Ich weiß es, weil ich ihn getötet habe.

· · ·

Im Osten türmen sich purpurrote Kumuluswolken am Horizont. Ich parke den Explorer hinter T. J.s Streifenwagen. Das gelbe Absperrband an Bäumen, Zaunpfählen und Stacheldraht passt nicht in diese Landschaft. Der Krankenwagen ist weg, ebenso Doc Coblentz’ Escalade. Glock steht am Zaun und blickt auf das Feld hinaus, als berge der Schnee, der über die aufgeworfenen Erdhäufchen geblasen wird, die Antwort, die wir alle suchen.

»Gehen Sie nach Hause und schlafen Sie eine Runde«, sage ich zu T. J. Seine Schicht hatte um Mitternacht begonnen. Nach diesem Mord wird keiner von uns in nächster Zeit viel Schlaf bekommen.
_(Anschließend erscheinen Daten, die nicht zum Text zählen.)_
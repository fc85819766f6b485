// src/gpio/sysfs.rs - Linux sysfs GPIO (/sys/class/gpio)
use std::collections::HashSet;
use std::path::{Path, PathBuf};
use std::sync::Mutex;

use async_trait::async_trait;

use super::{GpioBackend, GpioError};

/// Drives pins through the kernel's sysfs GPIO interface.
///
/// Each pin is exported on setup and unexported on release. The root
/// directory is configurable so the layout can be faked in a temp dir.
#[derive(Debug)]
pub struct SysfsGpio {
    root: PathBuf,
    exported: Mutex<HashSet<u32>>,
}

impl SysfsGpio {
    pub fn new(root: impl Into<PathBuf>) -> Self {
        Self {
            root: root.into(),
            exported: Mutex::new(HashSet::new()),
        }
    }

    pub fn root(&self) -> &Path {
        &self.root
    }

    fn pin_dir(&self, pin: u32) -> PathBuf {
        self.root.join(format!("gpio{}", pin))
    }

    fn is_exported(&self, pin: u32) -> bool {
        self.exported
            .lock()
            .map(|set| set.contains(&pin))
            .unwrap_or(false)
    }

    fn mark_exported(&self, pin: u32, exported: bool) {
        if let Ok(mut set) = self.exported.lock() {
            if exported {
                set.insert(pin);
            } else {
                set.remove(&pin);
            }
        }
    }

    async fn write_attr(&self, pin: u32, path: PathBuf, value: &str) -> Result<(), GpioError> {
        tracing::trace!("sysfs {} <- {}", path.display(), value);
        tokio::fs::write(&path, value)
            .await
            .map_err(|source| GpioError::Io { pin, source })
    }

    async fn export(&self, pin: u32) -> Result<(), GpioError> {
        let dir = self.pin_dir(pin);
        let already = tokio::fs::try_exists(&dir)
            .await
            .map_err(|source| GpioError::Io { pin, source })?;
        if !already {
            tracing::debug!("Exporting GPIO {}", pin);
            self.write_attr(pin, self.root.join("export"), &pin.to_string())
                .await?;
        }
        self.mark_exported(pin, true);
        Ok(())
    }
}

#[async_trait]
impl GpioBackend for SysfsGpio {
    async fn setup_output(&self, pin: u32, initial: bool) -> Result<(), GpioError> {
        self.export(pin).await?;
        // "high"/"low" sets direction and level in one write, so the relay never glitches.
        let direction = if initial { "high" } else { "low" };
        self.write_attr(pin, self.pin_dir(pin).join("direction"), direction)
            .await
    }

    async fn setup_input(&self, pin: u32) -> Result<(), GpioError> {
        self.export(pin).await?;
        self.write_attr(pin, self.pin_dir(pin).join("direction"), "in")
            .await
    }

    async fn write(&self, pin: u32, high: bool) -> Result<(), GpioError> {
        if !self.is_exported(pin) {
            return Err(GpioError::NotConfigured(pin));
        }
        let value = if high { "1" } else { "0" };
        self.write_attr(pin, self.pin_dir(pin).join("value"), value)
            .await
    }

    async fn read(&self, pin: u32) -> Result<bool, GpioError> {
        if !self.is_exported(pin) {
            return Err(GpioError::NotConfigured(pin));
        }
        let raw = tokio::fs::read_to_string(self.pin_dir(pin).join("value"))
            .await
            .map_err(|source| GpioError::Io { pin, source })?;
        match raw.trim() {
            "1" => Ok(true),
            "0" => Ok(false),
            other => Err(GpioError::InvalidValue {
                pin,
                value: other.to_string(),
            }),
        }
    }

    async fn release(&self, pin: u32) -> Result<(), GpioError> {
        if !self.is_exported(pin) {
            return Ok(());
        }
        tracing::debug!("Unexporting GPIO {}", pin);
        self.mark_exported(pin, false);
        self.write_attr(pin, self.root.join("unexport"), &pin.to_string())
            .await
    }
}

#[cfg(test)]
mod tests {
    use super::*;
    use tempfile::tempdir;

    fn fake_pin(root: &Path, pin: u32) {
        std::fs::create_dir_all(root.join(format!("gpio{}", pin))).unwrap();
    }

    #[tokio::test]
    async fn test_setup_output_sets_direction_with_level() {
        let dir = tempdir().unwrap();
        fake_pin(dir.path(), 23);
        let gpio = SysfsGpio::new(dir.path());

        gpio.setup_output(23, true).await.unwrap();
        let direction = std::fs::read_to_string(dir.path().join("gpio23/direction")).unwrap();
        assert_eq!(direction, "high");
        // Already present, so no export write
        assert!(!dir.path().join("export").exists());
    }

    #[tokio::test]
    async fn test_export_written_for_missing_pin() {
        let dir = tempdir().unwrap();
        let gpio = SysfsGpio::new(dir.path());

        // The fake root has no kernel behind it, so the direction write fails
        let result = gpio.setup_output(17, false).await;
        assert!(matches!(result, Err(GpioError::Io { pin: 17, .. })));
        let export = std::fs::read_to_string(dir.path().join("export")).unwrap();
        assert_eq!(export, "17");
    }

    #[tokio::test]
    async fn test_write_and_read_value() {
        let dir = tempdir().unwrap();
        fake_pin(dir.path(), 24);
        fake_pin(dir.path(), 5);
        let gpio = SysfsGpio::new(dir.path());

        gpio.setup_output(24, true).await.unwrap();
        gpio.write(24, false).await.unwrap();
        let value = std::fs::read_to_string(dir.path().join("gpio24/value")).unwrap();
        assert_eq!(value, "0");

        gpio.setup_input(5).await.unwrap();
        std::fs::write(dir.path().join("gpio5/value"), "1\n").unwrap();
        assert!(gpio.read(5).await.unwrap());
        std::fs::write(dir.path().join("gpio5/value"), "x\n").unwrap();
        assert!(matches!(
            gpio.read(5).await,
            Err(GpioError::InvalidValue { pin: 5, .. })
        ));
    }

    #[tokio::test]
    async fn test_unexported_pin_rejected() {
        let dir = tempdir().unwrap();
        let gpio = SysfsGpio::new(dir.path());
        assert!(matches!(gpio.write(26, true).await, Err(GpioError::NotConfigured(26))));
        assert!(matches!(gpio.read(26).await, Err(GpioError::NotConfigured(26))));
    }

    #[tokio::test]
    async fn test_release_unexports() {
        let dir = tempdir().unwrap();
        fake_pin(dir.path(), 25);
        let gpio = SysfsGpio::new(dir.path());

        gpio.setup_output(25, true).await.unwrap();
        gpio.release(25).await.unwrap();
        let unexport = std::fs::read_to_string(dir.path().join("unexport")).unwrap();
        assert_eq!(unexport, "25");
        assert!(gpio.write(25, true).await.is_err());
    }
}
// src/controller.rs - The assembled paludarium controller
use std::sync::Arc;
use thiserror::Error;
use tokio::sync::broadcast;
use tokio::task::JoinHandle;

use crate::board::{Board, BoardState, SharedBoard};
use crate::config::{Config, ConfigError};
use crate::gpio::{GpioBackend, GpioError};
use crate::hotkeys::{HotkeyHandler, HotkeyTable};
use crate::monitor::SignalMonitor;

#[derive(Debug, Error)]
pub enum ControllerError {
    #[error("Config error: {0}")]
    Config(#[from] ConfigError),
    #[error("GPIO error: {0}")]
    Gpio(#[from] GpioError),
    #[error("Signal monitor task failed: {0}")]
    Monitor(#[from] tokio::task::JoinError),
}

pub struct Paludarium {
    config: Config,
    board: SharedBoard,
    hotkeys: HotkeyTable,
    shutdown_tx: broadcast::Sender<()>,
    monitor: Option<JoinHandle<()>>,
}

impl Paludarium {
    /// Validate the config and claim every pin. Nothing runs until [`Paludarium::start`].
    pub async fn new(config: Config, backend: Arc<dyn GpioBackend>) -> Result<Self, ControllerError> {
        config.validate()?;
        let hotkeys = HotkeyTable::from_config(&config.hotkeys, config.pins.leds.len())?;
        let board = Board::init(&config.pins, backend).await?.into_shared();
        let (shutdown_tx, _) = broadcast::channel(1);

        Ok(Self {
            config,
            board,
            hotkeys,
            shutdown_tx,
            monitor: None,
        })
    }

    /// Spawn the signal monitor. Calling it again while running is a no-op.
    pub fn start(&mut self) {
        if self.monitor.is_some() {
            tracing::warn!("Signal monitor already running");
            return;
        }
        tracing::debug!("Starting up fan monitor task...");
        let monitor = SignalMonitor::new(self.board.clone(), self.config.timing.clone());
        let shutdown_rx = self.shutdown_tx.subscribe();
        self.monitor = Some(tokio::spawn(monitor.run(shutdown_rx)));
    }

    pub fn is_running(&self) -> bool {
        self.monitor.as_ref().is_some_and(|task| !task.is_finished())
    }

    pub fn hotkeys(&self) -> HotkeyHandler {
        HotkeyHandler::new(self.board.clone(), self.hotkeys.clone())
    }

    pub fn subscribe_shutdown(&self) -> broadcast::Receiver<()> {
        self.shutdown_tx.subscribe()
    }

    pub fn board(&self) -> SharedBoard {
        self.board.clone()
    }

    pub fn get_config(&self) -> &Config {
        &self.config
    }

    pub async fn state(&self) -> BoardState {
        self.board.lock().await.snapshot()
    }

    /// Stop the monitor (cancelling its pending timers), switch everything off
    /// and release the pins.
    pub async fn shutdown(&mut self) -> Result<(), ControllerError> {
        tracing::info!("Shutting down paludarium controller");
        let _ = self.shutdown_tx.send(());
        if let Some(task) = self.monitor.take() {
            task.await?;
        }
        self.board.lock().await.release().await;
        Ok(())
    }
}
Ich stelle den Motor aus. Ohne das Rauschen des Heizungsgebläses ist es plötzlich ganz still im Wagen. T. J. legt die Hand auf den Griff der Tür, öffnet sie aber nicht. »Chief?«

Ich sehe ihn an. Er schaut bekümmert drein, wie ein kleiner Bruder. »Ich will den Kerl kriegen.«

»Ich auch«, erwidere ich und stoße meine Tür auf. »Ich rufe Sie in ein paar Stunden an.«

Er nickt, und wir steigen beide aus. Ich mache mich auf zu Glock, doch in Gedanken bin ich noch bei T. J. Hoffentlich kommt er mit der Sache klar. Ich habe das schlimme Gefühl, dass die Leiche, die wir heute Morgen gefunden haben, nicht die letzte sein wird.

Hinter mir höre ich T. J. den Streifenwagen anlassen und wegfahren. Glock sieht in meine Richtung. Ihm scheint nicht einmal kalt zu sein.
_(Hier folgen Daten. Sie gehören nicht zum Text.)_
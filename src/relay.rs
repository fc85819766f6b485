// src/relay.rs - Appliances behind the relay board and their switch states
use std::fmt;
use std::str::FromStr;
use thiserror::Error;

use crate::gpio::GpioError;

#[derive(Debug, Error)]
pub enum ControlError {
    #[error("state should be given as ON or OFF, got '{0}'")]
    InvalidState(String),
    #[error("Unknown output: {0}")]
    UnknownOutput(String),
    #[error("GPIO error: {0}")]
    Gpio(#[from] GpioError),
}

/// An appliance wired to one channel of the relay board.
#[derive(Debug, Clone, Copy, PartialEq, Eq, Hash, PartialOrd, Ord)]
pub enum Appliance {
    /// 5V fan for cooling the tank, relay one
    Fan,
    /// Fogger, relay two
    Mister,
    /// Main tank light, relay three
    Light,
    /// Fills the fogger's top reservoir, relay four
    WaterPump,
}

impl Appliance {
    pub const ALL: [Appliance; 4] = [
        Appliance::Fan,
        Appliance::Mister,
        Appliance::Light,
        Appliance::WaterPump,
    ];

    pub fn name(&self) -> &'static str {
        match self {
            Appliance::Fan => "fan",
            Appliance::Mister => "mister",
            Appliance::Light => "light",
            Appliance::WaterPump => "pump",
        }
    }

    pub fn relay_label(&self) -> &'static str {
        match self {
            Appliance::Fan => "relay one",
            Appliance::Mister => "relay two",
            Appliance::Light => "relay three",
            Appliance::WaterPump => "relay four",
        }
    }
}

impl fmt::Display for Appliance {
    fn fmt(&self, f: &mut fmt::Formatter<'_>) -> fmt::Result {
        f.write_str(self.name())
    }
}

impl FromStr for Appliance {
    type Err = ControlError;

    fn from_str(s: &str) -> Result<Self, Self::Err> {
        match s.trim().to_ascii_lowercase().as_str() {
            "fan" => Ok(Appliance::Fan),
            "mister" | "fogger" => Ok(Appliance::Mister),
            "light" => Ok(Appliance::Light),
            "pump" | "water" => Ok(Appliance::WaterPump),
            _ => Err(ControlError::UnknownOutput(s.to_string())),
        }
    }
}

/// Requested appliance state.
#[derive(Debug, Clone, Copy, PartialEq, Eq)]
pub enum Switch {
    On,
    Off,
}

impl Switch {
    /// Logic level that puts the relay in this state.
    ///
    /// The relays are active-low: driving the pin low energizes the appliance.
    pub fn relay_level(self) -> bool {
        match self {
            Switch::On => false,
            Switch::Off => true,
        }
    }

    pub fn from_relay_level(high: bool) -> Self {
        if high { Switch::Off } else { Switch::On }
    }
}

impl fmt::Display for Switch {
    fn fmt(&self, f: &mut fmt::Formatter<'_>) -> fmt::Result {
        match self {
            Switch::On => f.write_str("ON"),
            Switch::Off => f.write_str("OFF"),
        }
    }
}

impl FromStr for Switch {
    type Err = ControlError;

    fn from_str(s: &str) -> Result<Self, Self::Err> {
        if s.eq_ignore_ascii_case("on") {
            Ok(Switch::On)
        } else if s.eq_ignore_ascii_case("off") {
            Ok(Switch::Off)
        } else {
            Err(ControlError::InvalidState(s.to_string()))
        }
    }
}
»Irgendwas?«, frage ich ohne große Vorrede.

»Wenig. Ein Kaugummipapier, aber es sieht alt aus. Und ein paar lange Haare am Zaun, wahrscheinlich von ihr.«

Glock ist ungefähr so alt wie ich, hat kurzgeschorenes Haar wie beim Militär und einen Körper, der mit seinen zwei Prozent Körperfett Arnold Schwarzenegger beschämen würde. Ich habe ihn vor zwei Jahren eingestellt, wodurch er die Ehre hatte, der erste afroamerikanische Polizist in Painters Mill zu sein. Als ehemaliger Militärpolizist der Marine ist er ein Meisterschütze und Inhaber des braunen Gürtels in Karate. Er lässt sich von niemandem etwas gefallen, auch von mir nicht.

»Irgendwelche Abdrücke?«, frage ich. »Autospuren?«

Er schüttelt den Kopf. »Hier wurde ziemlich viel rumgetrampelt. Ich will versuchen, ein paar Abdrücke zu nehmen, verspreche mir aber kaum was davon.«

Schuh- oder Reifenabdrücke im Schnee zu nehmen ist kompliziert. Zuerst müssen mehrere Schichten eines Spezialwachses auf den Abdruck gespritzt werden, um ihn zu isolieren. Das soll den Verlust von Details verhindern, der sonst durch die exothermische Reaktion mit dem härtenden Abdruckmaterial eintritt.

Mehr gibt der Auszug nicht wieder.